Saved data entries
══════

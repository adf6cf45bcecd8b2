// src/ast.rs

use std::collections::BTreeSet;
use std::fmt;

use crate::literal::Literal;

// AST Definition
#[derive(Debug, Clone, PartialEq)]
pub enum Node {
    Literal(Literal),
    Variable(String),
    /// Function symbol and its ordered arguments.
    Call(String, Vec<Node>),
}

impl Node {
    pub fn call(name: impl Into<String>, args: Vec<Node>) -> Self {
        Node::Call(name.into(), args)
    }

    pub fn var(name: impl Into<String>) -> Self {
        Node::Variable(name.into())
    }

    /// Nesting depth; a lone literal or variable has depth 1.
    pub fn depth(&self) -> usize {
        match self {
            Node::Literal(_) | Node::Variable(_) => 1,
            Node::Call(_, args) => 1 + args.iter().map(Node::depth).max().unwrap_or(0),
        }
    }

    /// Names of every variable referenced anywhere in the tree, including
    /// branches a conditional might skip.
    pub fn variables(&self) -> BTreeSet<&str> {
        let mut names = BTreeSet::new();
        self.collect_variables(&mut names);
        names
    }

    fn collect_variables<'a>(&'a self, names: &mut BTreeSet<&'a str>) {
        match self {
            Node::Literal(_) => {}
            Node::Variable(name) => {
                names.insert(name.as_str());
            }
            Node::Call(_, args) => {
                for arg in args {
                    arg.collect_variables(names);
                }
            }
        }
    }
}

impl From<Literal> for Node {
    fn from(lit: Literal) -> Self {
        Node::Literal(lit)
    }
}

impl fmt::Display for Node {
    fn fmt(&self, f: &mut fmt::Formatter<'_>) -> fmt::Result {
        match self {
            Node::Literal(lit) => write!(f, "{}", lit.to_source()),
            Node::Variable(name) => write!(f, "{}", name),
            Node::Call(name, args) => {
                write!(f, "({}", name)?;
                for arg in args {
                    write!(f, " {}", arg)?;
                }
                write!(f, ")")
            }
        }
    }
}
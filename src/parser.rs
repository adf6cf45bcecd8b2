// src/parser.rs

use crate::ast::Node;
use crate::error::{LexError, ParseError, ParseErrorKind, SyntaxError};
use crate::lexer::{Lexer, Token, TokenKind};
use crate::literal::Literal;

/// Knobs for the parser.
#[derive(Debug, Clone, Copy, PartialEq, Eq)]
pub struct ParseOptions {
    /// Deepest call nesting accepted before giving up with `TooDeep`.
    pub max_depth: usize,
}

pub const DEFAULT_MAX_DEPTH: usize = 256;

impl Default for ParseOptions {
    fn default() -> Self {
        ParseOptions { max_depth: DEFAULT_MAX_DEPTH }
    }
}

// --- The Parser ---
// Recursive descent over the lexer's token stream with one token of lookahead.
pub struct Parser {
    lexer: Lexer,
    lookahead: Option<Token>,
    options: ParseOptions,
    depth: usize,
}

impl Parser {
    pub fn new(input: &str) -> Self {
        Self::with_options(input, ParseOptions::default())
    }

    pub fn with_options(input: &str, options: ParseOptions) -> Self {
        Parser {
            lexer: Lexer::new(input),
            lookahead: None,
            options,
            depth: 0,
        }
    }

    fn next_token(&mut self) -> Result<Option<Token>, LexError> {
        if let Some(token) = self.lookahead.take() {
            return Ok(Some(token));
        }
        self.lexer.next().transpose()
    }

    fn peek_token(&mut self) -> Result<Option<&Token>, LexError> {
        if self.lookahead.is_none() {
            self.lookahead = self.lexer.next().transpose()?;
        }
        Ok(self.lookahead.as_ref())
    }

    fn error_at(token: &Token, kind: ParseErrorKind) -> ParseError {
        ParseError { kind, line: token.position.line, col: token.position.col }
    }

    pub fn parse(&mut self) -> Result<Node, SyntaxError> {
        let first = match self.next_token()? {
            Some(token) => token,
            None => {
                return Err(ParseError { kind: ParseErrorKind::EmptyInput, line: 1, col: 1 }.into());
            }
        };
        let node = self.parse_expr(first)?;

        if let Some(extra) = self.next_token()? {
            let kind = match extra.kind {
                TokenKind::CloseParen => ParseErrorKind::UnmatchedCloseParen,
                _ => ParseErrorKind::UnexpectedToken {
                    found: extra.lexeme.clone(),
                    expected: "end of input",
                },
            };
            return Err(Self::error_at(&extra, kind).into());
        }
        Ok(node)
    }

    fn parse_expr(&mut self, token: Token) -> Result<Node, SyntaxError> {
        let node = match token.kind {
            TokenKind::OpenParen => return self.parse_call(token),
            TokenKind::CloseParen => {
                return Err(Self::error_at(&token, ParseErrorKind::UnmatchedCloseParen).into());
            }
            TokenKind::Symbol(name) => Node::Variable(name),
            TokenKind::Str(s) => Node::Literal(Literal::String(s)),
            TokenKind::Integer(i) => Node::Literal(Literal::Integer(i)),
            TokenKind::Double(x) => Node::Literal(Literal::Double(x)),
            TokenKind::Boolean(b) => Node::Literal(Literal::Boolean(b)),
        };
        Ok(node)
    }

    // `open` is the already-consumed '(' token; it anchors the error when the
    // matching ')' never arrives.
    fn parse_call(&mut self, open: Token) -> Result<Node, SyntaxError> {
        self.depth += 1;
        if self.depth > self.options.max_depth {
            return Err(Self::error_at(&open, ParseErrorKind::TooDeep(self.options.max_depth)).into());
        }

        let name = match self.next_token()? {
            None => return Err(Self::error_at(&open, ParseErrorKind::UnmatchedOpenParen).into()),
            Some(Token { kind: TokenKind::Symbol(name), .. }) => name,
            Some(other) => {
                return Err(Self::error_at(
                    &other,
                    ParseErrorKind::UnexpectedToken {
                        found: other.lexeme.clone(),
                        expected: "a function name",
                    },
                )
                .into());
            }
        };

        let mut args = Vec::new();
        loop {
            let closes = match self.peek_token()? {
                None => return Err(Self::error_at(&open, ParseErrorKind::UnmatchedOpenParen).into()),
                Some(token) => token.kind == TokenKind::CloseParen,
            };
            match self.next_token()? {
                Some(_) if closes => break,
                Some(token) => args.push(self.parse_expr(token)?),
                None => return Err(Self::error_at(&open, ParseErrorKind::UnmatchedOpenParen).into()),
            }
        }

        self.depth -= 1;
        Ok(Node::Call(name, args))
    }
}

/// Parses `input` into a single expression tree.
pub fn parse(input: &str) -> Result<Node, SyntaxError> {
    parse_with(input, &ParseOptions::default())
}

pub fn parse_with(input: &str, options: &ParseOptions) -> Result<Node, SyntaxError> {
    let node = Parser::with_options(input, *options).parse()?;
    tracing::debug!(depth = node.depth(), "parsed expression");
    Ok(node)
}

══════

Please copy every line from the entries that includes the word "UnmatchedCloseParen".

Task response:
                TokenKind::CloseParen => ParseErrorKind::UnmatchedCloseParen,
                return Err(Self::error_at(&token, ParseErrorKind::UnmatchedCloseParen).into());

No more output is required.